Polish parliament strips former justice minister of immunity


  • World
  • Saturday, 08 Nov 2025

FILE PHOTO: Polish Minister of Justice Zbigniew Ziobro attends press conference amid coalition tension in Warsaw, Poland September 21, 2020. Adam Stepien/Agencja Gazeta via REUTERS/ File Photo

WARSAW (Reuters) -The Polish lower house of parliament voted on Friday to strip a former justice minister of immunity, which opens the way for him to be arrested and charged with numerous crimes, including abuse of power and heading an organised criminal group.

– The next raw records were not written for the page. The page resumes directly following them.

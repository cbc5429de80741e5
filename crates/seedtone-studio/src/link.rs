// SPDX-License-Identifier: MIT
//! Share-link plumbing: the query-string collaborator and the debouncer
//! that coalesces bursts of edits into one link rewrite.
//!
//! The debouncer is tick-driven like the rest of the studio: the host
//! calls [`Debouncer::poll`] with the current time and receives at most
//! one value once the quiet period has elapsed.

use std::collections::HashMap;
use std::sync::{Arc, RwLock};

/// Query parameter that carries the share token.
pub const SHARE_PARAM: &str = "a";

/// Default quiet period before the link is rewritten.
pub const DEFAULT_LINK_DEBOUNCE_MS: u64 = 120;

// ---------------------------------------------------------------------------
// QueryState
// ---------------------------------------------------------------------------

/// Read and replace named parameters of the host's location. Replacing
/// never adds a navigation entry.
pub trait QueryState {
    fn get(&self, param: &str) -> Option<String>;
    fn replace(&self, param: &str, value: &str);
}

/// In-memory query string. Clones share the same parameters.
#[derive(Debug, Clone, Default)]
pub struct MemoryQuery {
    params: Arc<RwLock<HashMap<String, String>>>,
}

impl MemoryQuery {
    #[must_use]
    pub fn new() -> Self {
        Self::default()
    }

    /// A query string that already carries `param=value`.
    #[must_use]
    pub fn with_param(param: &str, value: &str) -> Self {
        let query = Self::new();
        query.replace(param, value);
        query
    }
}

impl QueryState for MemoryQuery {
    fn get(&self, param: &str) -> Option<String> {
        self.params.read().ok()?.get(param).cloned()
    }

    fn replace(&self, param: &str, value: &str) {
        if let Ok(mut params) = self.params.write() {
            params.insert(param.to_owned(), value.to_owned());
        }
    }
}

// ---------------------------------------------------------------------------
// Debouncer
// ---------------------------------------------------------------------------

/// Holds the latest scheduled value until `delay_ms` passes without a
/// newer one.
#[derive(Debug, Clone)]
pub struct Debouncer<T> {
    delay_ms: u64,
    pending: Option<(T, u64)>,
}

impl<T> Debouncer<T> {
    #[must_use]
    pub const fn new(delay_ms: u64) -> Self {
        Self {
            delay_ms,
            pending: None,
        }
    }

    /// Replace any pending value; the deadline restarts from `now_ms`.
    pub fn schedule(&mut self, value: T, now_ms: u64) {
        self.pending = Some((value, now_ms.saturating_add(self.delay_ms)));
    }

    /// Take the pending value if its deadline has passed.
    pub fn poll(&mut self, now_ms: u64) -> Option<T> {
        match self.pending {
            Some((_, due)) if now_ms >= due => self.pending.take().map(|(v, _)| v),
            _ => None,
        }
    }

    /// Take the pending value regardless of the deadline.
    pub fn flush(&mut self) -> Option<T> {
        self.pending.take().map(|(v, _)| v)
    }

    #[must_use]
    pub const fn is_pending(&self) -> bool {
        self.pending.is_some()
    }

    #[must_use]
    pub const fn delay_ms(&self) -> u64 {
        self.delay_ms
    }
}

impl<T> Default for Debouncer<T> {
    fn default() -> Self {
        Self::new(DEFAULT_LINK_DEBOUNCE_MS)
    }
}

// ---------------------------------------------------------------------------
// Tests
// ---------------------------------------------------------------------------
// SPDX-License-Identifier: MIT
//! Font pairing — a curated display/body catalog and the seeded picker.
//!
//! The catalog is closed: generation only ever returns names listed here.
//! Names arriving from outside (share links, manual edits) are carried as
//! plain strings and resolved through [`font_meta`], which falls back to a
//! generic sans entry for anything unknown.
//!
//! Pairing rules, applied in order after the display pick:
//!
//! 1. A condensed display under a serif-leaning mood becomes a serif face.
//! 2. A serif display forces a sans body (no serif-on-serif).
//! 3. A condensed display forces the safest body face.

use std::fmt;

use serde::{Deserialize, Serialize};
use tracing::debug;

use crate::mood::Mood;
use crate::rng::Mulberry32;

/// Generic family for fallback stacks.
#[derive(Debug, Clone, Copy, PartialEq, Eq, Hash, Serialize, Deserialize)]
#[serde(rename_all = "lowercase")]
pub enum FontCategory {
    Sans,
    Serif,
}

impl FontCategory {
    /// System fallback stack appended after the named family.
    #[must_use]
    pub const fn fallback_stack(self) -> &'static str {
        match self {
            Self::Sans => {
                "ui-sans-serif, system-ui, -apple-system, 'Segoe UI', Roboto, Helvetica, Arial, 'Apple Color Emoji', 'Segoe UI Emoji'"
            }
            Self::Serif => "ui-serif, Georgia, Cambria, 'Times New Roman', Times, serif",
        }
    }
}

/// One catalog entry.
#[derive(Debug, Clone, Copy, PartialEq, Eq)]
pub struct FontFace {
    pub name: &'static str,
    pub category: FontCategory,
    /// `;`-separated weight list, as the font CSS API expects.
    pub weights: &'static str,
}

impl FontFace {
    const fn sans(name: &'static str, weights: &'static str) -> Self {
        Self { name, category: FontCategory::Sans, weights }
    }

    const fn serif(name: &'static str, weights: &'static str) -> Self {
        Self { name, category: FontCategory::Serif, weights }
    }

    #[must_use]
    pub const fn is_serif(&self) -> bool {
        matches!(self.category, FontCategory::Serif)
    }
}

// ---------------------------------------------------------------------------
// Catalog
// ---------------------------------------------------------------------------

/// Faces suitable for headings.
pub const DISPLAY_FACES: &[FontFace] = &[
    FontFace::sans("Space Grotesk", "500;600;700"),
    FontFace::sans("Plus Jakarta Sans", "500;600;700"),
    FontFace::sans("DM Sans", "500;700"),
    FontFace::sans("Sora", "500;600;700"),
    FontFace::sans("Poppins", "500;600;700"),
    FontFace::sans("Raleway", "500;600;700"),
    FontFace::sans("Oswald", "500;600;700"),
    FontFace::sans(CONDENSED_DISPLAY, "400"),
    FontFace::serif(SERIF_DISPLAY, "500;600;700"),
    FontFace::serif("Fraunces", "500;600;700"),
    FontFace::serif("Cormorant Garamond", "500;600;700"),
];

/// Faces suitable for running text.
pub const BODY_FACES: &[FontFace] = &[
    FontFace::sans(SAFE_BODY, "400;500;600;700"),
    FontFace::sans("Source Sans 3", "400;600;700"),
    FontFace::sans("Work Sans", "400;500;600;700"),
    FontFace::sans("Manrope", "400;500;600;700"),
    FontFace::sans("IBM Plex Sans", "400;500;600;700"),
    FontFace::sans("Noto Sans", "400;600;700"),
    FontFace::sans("Nunito Sans", "400;600;700"),
    FontFace::serif("Merriweather", "400;700"),
    FontFace::serif("Source Serif 4", "400;600;700"),
];

/// The ultra-condensed display face that triggers pairing overrides.
pub const CONDENSED_DISPLAY: &str = "Bebas Neue";

/// Replaces the condensed display under serif-leaning moods.
pub const SERIF_DISPLAY: &str = "Playfair Display";

/// Body face forced under the condensed display.
pub const SAFE_BODY: &str = "Inter";

/// Look up a catalog entry by exact name, display list first.
#[must_use]
pub fn find_face(name: &str) -> Option<&'static FontFace> {
    DISPLAY_FACES.iter().chain(BODY_FACES).find(|f| f.name == name)
}

/// Resolved metadata for any family name.
///
/// Unknown names get a synthetic sans entry with weights `400;600;700`.
#[derive(Debug, Clone, PartialEq, Eq)]
pub struct FontMeta {
    pub name: String,
    pub category: FontCategory,
    pub weights: String,
}

#[must_use]
pub fn font_meta(name: &str) -> FontMeta {
    find_face(name).map_or_else(
        || FontMeta {
            name: name.to_owned(),
            category: FontCategory::Sans,
            weights: "400;600;700".to_owned(),
        },
        |f| FontMeta {
            name: f.name.to_owned(),
            category: f.category,
            weights: f.weights.to_owned(),
        },
    )
}

/// `'<Name>', <fallbacks>` for a CSS `font-family` declaration.
#[must_use]
pub fn font_stack(name: &str) -> String {
    let meta = font_meta(name);
    format!("'{}', {}", meta.name, meta.category.fallback_stack())
}

// ---------------------------------------------------------------------------
// Fonts
// ---------------------------------------------------------------------------

/// A display/body pairing.
#[derive(Debug, Clone, PartialEq, Eq, Hash, Serialize, Deserialize)]
pub struct Fonts {
    pub display: String,
    pub body: String,
}

impl Fonts {
    #[must_use]
    pub fn new(display: impl Into<String>, body: impl Into<String>) -> Self {
        Self {
            display: display.into(),
            body: body.into(),
        }
    }

    /// The same pair with roles exchanged.
    #[must_use]
    pub fn swapped(&self) -> Self {
        Self::new(self.body.clone(), self.display.clone())
    }
}

impl Default for Fonts {
    fn default() -> Self {
        Self::new("Space Grotesk", SAFE_BODY)
    }
}

impl fmt::Display for Fonts {
    fn fmt(&self, f: &mut fmt::Formatter<'_>) -> fmt::Result {
        write!(f, "{} / {}", self.display, self.body)
    }
}

// ---------------------------------------------------------------------------
// Generation
// ---------------------------------------------------------------------------

/// The RNG key for font generation.
#[must_use]
pub fn fonts_key(seed: &str, mood: Mood) -> String {
    format!("{seed}|fonts|{mood}")
}

/// Pick a display/body pair. Pure and deterministic.
///
/// `previous.display` is excluded from the body pool so a swap-then-regen
/// never lands on the same family twice.
#[must_use]
pub fn generate_fonts(seed: &str, mood: Mood, previous: &Fonts) -> Fonts {
    let mut rng = Mulberry32::from_key(&fonts_key(seed, mood));

    let display_pool: Vec<&FontFace> = DISPLAY_FACES
        .iter()
        .filter(|f| !mood.prefers_sans_display() || !f.is_serif())
        .collect();
    let body_pool: Vec<&FontFace> = BODY_FACES
        .iter()
        .filter(|f| f.name != previous.display)
        .collect();

    let mut display = *rng.pick(&display_pool);
    if display.name == CONDENSED_DISPLAY && mood.prefers_serif_display() {
        display = find_face(SERIF_DISPLAY).unwrap_or(display);
    }

    // Always drawn, even when overridden below, so the stream stays aligned.
    let mut body = *rng.pick(&body_pool);
    if display.is_serif() {
        let sans_bodies: Vec<&FontFace> = BODY_FACES.iter().filter(|f| !f.is_serif()).collect();
        body = *rng.pick(&sans_bodies);
    }
    if display.name == CONDENSED_DISPLAY {
        body = find_face(SAFE_BODY).unwrap_or(body);
    }

    let display_name = display.name;
    debug!(seed, %mood, display = display_name, body = body.name, "generated fonts");
    Fonts::new(display.name, body.name)
}

// ---------------------------------------------------------------------------
// Tests
// ---------------------------------------------------------------------------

Zbigniew Ziobro, who was justice minister from 2015-2023 in the nationalist Law and Justice (PiS) government, did not attend the vote on his immunity, opting to remain abroad as he says he would not be treated fairly if he returned to Poland.

Prime Minister Donald Tusk's pro-EU government is pushing for an investigation of what it says was wrongdoing under the previous PiS administration.

Ziobro, the architect of court reforms that unleashed years of conflict with the European Union over judicial independence, is the highest-profile PiS government figure whom prosecutors have attempted to press charges against.

They want to charge him with 26 crimes, including misuse of money from the Justice Fund, which is designed to help victims of crime, to purchase the Pegasus spyware system.

Ziobro says the allegations against him are part of a witch hunt orchestrated by the government in revenge for actions he took targeting suspected corruption among people close to Tusk.

Several of Ziobro's deputies have already faced investigations. One of them, Marcin Romanowski, fled to Hungary where he was granted political asylum.

Hungary's Prime Minister Viktor Orban, a nationalist who had close ties to the former PiS administration, met Ziobro last month in Budapest and accused the current Tusk government of launching a "political witch hunt" against Ziobro.

Polish media have reported that Ziobro is still in Budapest. Reuters has not been able to independently confirm his location.

Polish prosecutors, asked before the vote about their plans if Ziobro's immunity is lifted, declined to answer, saying they would issue a statement once decisions are reached.